Take L_unit = cross(y0, u0) / norm(cross(y0, u0)).
Version 1: The model is:
dy/dt = y
du/dt = - a0 * (u + cross(L_unit, u)) / norm(u + cross(L_unit, u))
= - a0 * (u + cross(L_unit, u)) / (norm(u)*sqrt(1 + norm(L_unit)^2))
= - a0 * (u + cross(L_unit, u)) / (sqrt(2) * norm(u))
To integrate it, split it into a pair of systems:
dy/dt = y
du/dt = - a0 * u / norm(u)
dy/dt = y
du/dt = - a0 * cross(L_unit, u) / norm(u0) (see previous answers)
and integrate them one after the other for small increments of h time intervals, and then go back and forth between these two systems consecutively.
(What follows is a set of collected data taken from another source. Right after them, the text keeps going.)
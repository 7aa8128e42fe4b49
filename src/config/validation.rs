//! Configuration validation for figbridge

use crate::core::constants::tools;
use crate::core::errors::ConfigError;
use crate::naming::TargetTool;

use super::FigBridgeConfig;

impl FigBridgeConfig {
    /// Validate configuration values.
    ///
    /// Runs on every load and before every save, so a config file on disk
    /// is never silently out of range.
    pub fn validate(&self) -> Result<(), ConfigError> {
        let threshold = self.classification.icon_heavy_threshold;
        if !(0.0..=1.0).contains(&threshold) {
            return Err(ConfigError::InvalidValue {
                field: "classification.icon_heavy_threshold".to_string(),
                value: threshold.to_string(),
                reason: "must be between 0.0 and 1.0".to_string(),
            });
        }

        if self.output.max_icons_shown == 0 {
            return Err(ConfigError::InvalidValue {
                field: "output.max_icons_shown".to_string(),
                value: "0".to_string(),
                reason: "must be at least 1".to_string(),
            });
        }

        if self.naming.default_tool.parse::<TargetTool>().is_err() {
            return Err(ConfigError::InvalidValue {
                field: "naming.default_tool".to_string(),
                value: self.naming.default_tool.clone(),
                reason: format!("must be one of: {}", tools::ALL.join(", ")),
            });
        }

        Ok(())
    }
}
I experimented with some Matlab code:
function main()
h = 0.3;
a0 = 0.1;
xB0 = [0; 0; 0];
vB0 = [-1; 2; 0];
xA0 = [ 7; 12; 0] + xB0;
vA0 = [2; -1; 0];
L_unit = cross(xA0 - xB0, vA0 - vB0);
L_unit = L_unit / norm(L_unit);
t = 0;
xB = xB0;
x = xA0;
v = vA0;
hold on
grid on
%axis([-200 20 -100 350])
plot(0, 0, 'bo')
n = floor(2*norm(v - vB0)/(h*a0));
for i=1:n
[t, x, v, xB] = R(t, x, v, xB, vB0, a0, L_unit, h/2);
a = - a0 * (v - vB0) / norm(v - vB0);
[t, x, v, xB] = T(t, x, v, xB, vB0, a, h/2);
plot(x(1), x(2), 'ro');
plot(xB(1), xB(2), 'bo');
pause(0.1)
end
t1 = t + norm(v - vB0)/a0;
n = floor((t1 - t)/h);
a = - a0 * (v - vB0) / norm(v - vB0);
for i=1:n
[t, x, v, xB] = T(t, x, v, xB, vB0, a, h);
plot(x(1), x(2), 'ro');
plot(xB(1), xB(2), 'bo');
pause(0.1)
end
[t, x, v, xB] = T(t, x, v, xB, vB0, a, t1-t);
plot(x(1), x(2), 'ro');
plot(xB(1), xB(2), 'bo');
pause(0.1)
t2 = t1 + sqrt( norm(x - xB)/a0 );
n = floor((t2 - t1)/h);
a = - a0 * (x - xB) / norm(x - xB);
v = vB0;
for i=1:n
[t, x, v, xB] = T(t, x, v, xB, vB0, a, h);
plot(x(1), x(2), 'ro');
plot(xB(1), xB(2), 'bo');
pause(0.1)
end
[t, x, v, xB] = T(t, x, v, xB, vB0, a, t2-t);
plot(x(1), x(2), 'ro');
plot(xB(1), xB(2), 'bo');
pause(0.1)
for i=1:n % t2 + (t2-t1)
[t, x, v, xB] = T(t, x, v, xB, vB0, -a, h);
plot(x(1), x(2), 'ro');
plot(xB(1), xB(2), 'bo');
pause(0.1)
end
[t, x, v, xB] = T(t, x, v, xB, vB0, -a, 2*t2 - t1 -t);
plot(x(1), x(2), 'ro');
plot(xB(1), xB(2), 'bo');
pause(0.1)
end
where the relevant functions are:
function [t_out, y_out, u_out] = R1(t, y, u, a0, L_unit, h)
t_out = t + h;
norm_u = norm(u);
R = norm_u^2 / a0;
cos_omega_h = cos(a0 * h / norm_u);
sin_omega_h = sin(a0 * h / norm_u);
u_unit = u / norm_u;
y_out = y + R * cross(L_unit, u_unit) ...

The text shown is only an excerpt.